Officially Ice Cream Week was last week, and this recipe was suppose to be shared yesterday, but life and awful internet connection got in the way so I’m a little late! Sorry guys! I do have an ice cream recipe today that totally makes up for it, Brownie Batter Bits! If you are a fan of chocolate, brownies, more chocolate, and deliciously rich treats…this ones for you!
Here’s what you’re going to need:
Chocolate Ice Cream
1 8oz. Tub Cool Of Whip Thawed
2 3.4oz Jell-O Chocolate Puddings
2 Cups Milk
Chocolate Magic Shell (Optional) – Homemade recipe coming SOON!
Brownie Batter Bites
1 Cup Duncan Hines Brownie Mix
1 Cup Flour
1/2 Cup Powdered Sugar
4 Tbsp. Melted Butter
4-5 Tsp. Milk
Step 1: To make the brownie batter dough mix together brownie mix, flour, powdered sugar, butter, and milk. This can be done by hand but works best in a electric stand mixer. Work it together until it becomes a nice dough.
Step 2: Roll the dough out between two pieces of wax paper to about 1/4in thick. Place on a a cookie sheet or cutting board and place in freezer to chill.
Step 3: In a large mixing bowl, or the bowl of an electric mixer beat together pudding and milk.
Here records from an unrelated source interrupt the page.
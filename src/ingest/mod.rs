//! Frame ingestion sources.
//!
//! This module provides different sources for camera frames:
//! - HTTP MJPEG streams and JPEG snapshot endpoints (ESP32-CAM style)
//! - Local directories of JPEG files (replay)
//! - Synthetic `stub://` frames (dry runs and tests)
//!
//! Every source produces `Frame` values already resized to the configured
//! working resolution. A source is opened once per detection session and is
//! never reopened mid-session: a dead stream ends the session.
//!
//! `next_frame` distinguishes three outcomes:
//! - `Ok(Some(frame))`: a frame (which may still be empty, see `Frame::is_empty`)
//! - `Ok(None)`: the stream ended cleanly
//! - `Err(_)`: the read failed

mod mjpeg;
mod replay;

use anyhow::Result;

use crate::config::StreamSettings;
use crate::frame::Frame;

pub use mjpeg::{MjpegConfig, MjpegSource};
pub use replay::{ReplayConfig, ReplaySource};

/// A source of camera frames.
pub trait FrameSource: Send {
    /// Human-readable source identifier for logs.
    fn describe(&self) -> String;

    /// Connect to the underlying stream. Failing here means the session cannot start.
    fn open(&mut self) -> Result<()>;

    /// Capture the next frame.
    fn next_frame(&mut self) -> Result<Option<Frame>>;

    /// Check if the source is healthy.
    fn is_healthy(&self) -> bool;

    fn stats(&self) -> SourceStats;

    /// Release the underlying stream. Safe to call more than once.
    fn close(&mut self) {}
}

/// Statistics for a frame source.
#[derive(Clone, Debug, Default, PartialEq, Eq)]
pub struct SourceStats {
    pub frames_captured: u64,
    pub source: String,
}

/// Build a source for the configured stream URI.
///
/// `http(s)://` URIs use the MJPEG source; `stub://` URIs and local paths use replay.
pub fn open_source(settings: &StreamSettings) -> Result<Box<dyn FrameSource>> {
    let url = settings.url.trim();
    if url.starts_with("http://") || url.starts_with("https://") {
        let config = MjpegConfig {
            url: url.to_string(),
            target_fps: settings.target_fps,
            width: settings.width,
            height: settings.height,
            read_timeout: settings.read_timeout,
        };
        return Ok(Box::new(MjpegSource::new(config)?));
    }
    let config = ReplayConfig {
        path: url.to_string(),
        width: settings.width,
        height: settings.height,
    };
    Ok(Box::new(ReplaySource::new(config)?))
}

#[cfg(test)]
mod tests {
    use super::*;
    use std::time::Duration;

    fn settings(url: &str) -> StreamSettings {
        StreamSettings {
            url: url.to_string(),
            target_fps: 10,
            width: 64,
            height: 36,
            read_timeout: Duration::from_secs(1),
        }
    }

    #[test]
    fn picks_source_by_scheme() {
        let source = open_source(&settings("stub://closet")).unwrap();
        assert_eq!(source.describe(), "replay:stub://closet");

        let source = open_source(&settings("http://10.0.0.34:81/stream")).unwrap();
        assert_eq!(source.describe(), "mjpeg:http://10.0.0.34:81/stream");
    }

    #[test]
    fn rejects_unknown_schemes() {
        assert!(open_source(&settings("rtsp://camera/stream")).is_err());
    }
}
Place in fridge for 5 minutes to firm.
Step 4: Once pudding has firmed up in fridge add entire tub of cool whip and whip until combined.
Step 5: Remove brownie batter from freezer and cut into little squares with a pizza cutter. (I first cut of the edges to make a square and then saved the excess to top later)
Step 6: Fold in Brownie Batter Bites with spatula.
Step 7: Pour half of the ice cream into a 1.5L or larger container. Swirl in a little Chocolate Magic Shell if you would like. Pour remaining ice cream in and add a little more magic shell on top.
Step 8: Place in freezer for at least 8 hours but best if left overnight.
I hope you guys enjoyed Ice Cream Week as much as I did! I love whipping up easy cool treats for the summer and I seriously can’t wait to share more! Which means first we have to empty out these 7 containers, oh darn!
Ingredients
- 1 8oz. Tub Cool Of Whip Thawed
- 2 3.4oz Jell-O Chocolate Puddings
- 2 Cups Milk
- Chocolate Magic Shell (Optional) – Homemade recipe coming SOON!
- 1 Cup Duncan Hines Brownie Mix
- 1 Cup Flour
- 1/2 Cup Powdered Sugar
- 4 Tbsp. Melted Butter
- 4-5 Tsp. Milk
Instructions
- To make the brownie batter dough mix together brownie mix, flour, powdered sugar, butter, and milk. This can be done by hand but works best in a electric stand mixer. Work it together until it becomes a nice dough.
- Roll the dough out between two pieces of wax paper to about 1/4in thick. Place on a a cookie sheet or cutting board and place in freezer to chill.
- In a large mixing bowl, or the bowl of an electric mixer beat together pudding and milk. Place in fridge for 5 minutes to firm.
- Once pudding has firmed up in fridge add entire tub of cool whip and whip until combined.
- Remove brownie batter from freezer and cut into little squares with a pizza cutter. (I first cut of the edges to make a square and then saved the excess to top later)
- Fold in Brownie Batter Bites with spatula.
- Pour half of the ice cream into a 1.5L or larger container. Swirl in a little Chocolate Magic Shell if you would like. Pour remaining ice cream in and add a little more magic shell on top.
- Place in freezer for at least 8 hours but best if left overnight.
This sounds delicious!! Can’t wait to share this with my hubby!
You’ve made so many amazing ice creams. I can’t decide which one is my favorite!